**Provided information:**

'''

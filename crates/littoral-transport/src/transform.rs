//! Per-step wave transform: shore angle, refraction and transport
//! potential for every interior node.

use littoral_core::{NodeId, WaveConditions};
use littoral_grid::Grid;
use littoral_shoreline::Shoreline;
use tracing::debug;

use crate::constants::{DEFAULT_INCIDENCE, GRAZING_LIMIT};
use crate::differencing::{shore_angle, ShoreAngle};
use crate::params::TransportParams;
use crate::refraction::{shoal, transport_potential};

/// Counters from one [`wave_transform`] pass.
#[derive(Clone, Copy, Debug, Default, PartialEq)]
pub struct WaveStats {
    /// Interior nodes visited.
    pub nodes: usize,
    /// Nodes skipped for grazing incidence.
    pub grazing: usize,
    /// Nodes that fell back to the default incidence.
    pub undefined_angles: usize,
    /// Nodes without enough neighbours to orient them.
    pub missing_geometry: usize,
    /// Sum of transport potentials (m³).
    pub total_potential: f64,
}

/// Reset every node's transport state, then store the transport
/// potential and direction of each interior node for waves `waves`
/// acting over `dt` seconds.
pub fn wave_transform(
    grid: &Grid,
    shore: &mut Shoreline,
    waves: WaveConditions,
    dt: f64,
    params: &TransportParams,
) -> WaveStats {
    let ids: Vec<NodeId> = shore.arena().ids().collect();
    for id in ids {
        if let Some(node) = shore.get_mut(id) {
            node.props.reset_transport();
        }
    }

    let mut stats = WaveStats::default();
    for id in shore.interior_nodes() {
        stats.nodes += 1;
        let alpha_deep = match shore_angle(grid, shore, id, waves.angle, params) {
            Some(ShoreAngle::Angle(angle)) => waves.angle - angle,
            Some(ShoreAngle::Undefined) => {
                stats.undefined_angles += 1;
                DEFAULT_INCIDENCE
            }
            None => {
                stats.missing_geometry += 1;
                debug!(node = %id, "no shore angle, node moves no sediment");
                continue;
            }
        };
        if alpha_deep.abs() > GRAZING_LIMIT {
            stats.grazing += 1;
            continue;
        }
        let breaking = shoal(&waves, alpha_deep);
        let q = transport_potential(params, breaking.height, breaking.alpha, dt);
        if let Some(node) = shore.get_mut(id) {
            node.props.transport_potential = q;
        }
        stats.total_potential += q;
    }
    stats
}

'''

**Activity:** Word for word, transcribe all of the entries shown above.

**Result for this exercise:**
filename crates/littoral-transport/src/transform.rs
//! Per-step wave transform: shore angle, refraction and transport
//! potential for every interior node.

use littoral_core::{NodeId, WaveConditions};
use littoral_grid::Grid;
use littoral_shoreline::Shoreline;
use tracing::debug;

use crate::constants::{DEFAULT_INCIDENCE, GRAZING_LIMIT};
use crate::differencing::{shore_angle, ShoreAngle};
use crate::params::TransportParams;
use crate::refraction::{shoal, transport_potential};

/// Counters from one [`wave_transform`] pass.
#[derive(Clone, Copy, Debug, Default, PartialEq)]
pub struct WaveStats {
    /// Interior nodes visited.
    pub nodes: usize,
    /// Nodes skipped for grazing incidence.
    pub grazing: usize,
    /// Nodes that fell back to the default incidence.
    pub undefined_angles: usize,
    /// Nodes without enough neighbours to orient them.
    pub missing_geometry: usize,
    /// Sum of transport potentials (m³).
    pub total_potential: f64,
}

/// Reset every node's transport state, then store the transport
/// potential and direction of each interior node for waves `waves`
/// acting over `dt` seconds.
pub fn wave_transform(
    grid: &Grid,
    shore: &mut Shoreline,
    waves: WaveConditions,
    dt: f64,
    params: &TransportParams,
) -> WaveStats {
    let ids: Vec<NodeId> = shore.arena().ids().collect();
    for id in ids {
        if let Some(node) = shore.get_mut(id) {
            node.props.reset_transport();
        }
    }

    let mut stats = WaveStats::default();
    for id in shore.interior_nodes() {
        stats.nodes += 1;
        let alpha_deep = match shore_angle(grid, shore, id, waves.angle, params) {
            Some(ShoreAngle::Angle(angle)) => waves.angle - angle,
            Some(ShoreAngle::Undefined) => {
                stats.undefined_angles += 1;
                DEFAULT_INCIDENCE
            }
            None => {
                stats.missing_geometry += 1;
                debug!(node = %id, "no shore angle, node moves no sediment");
                continue;
            }
        };
        if alpha_deep.abs() > GRAZING_LIMIT {
            stats.grazing += 1;
            continue;
        }
        let breaking = shoal(&waves, alpha_deep);
        let q = transport_potential(params, breaking.height, breaking.alpha, dt);
        if let Some(node) = shore.get_mut(id) {
            node.props.transport_potential = q;
        }
        stats.total_potential += q;
    }
    stats
}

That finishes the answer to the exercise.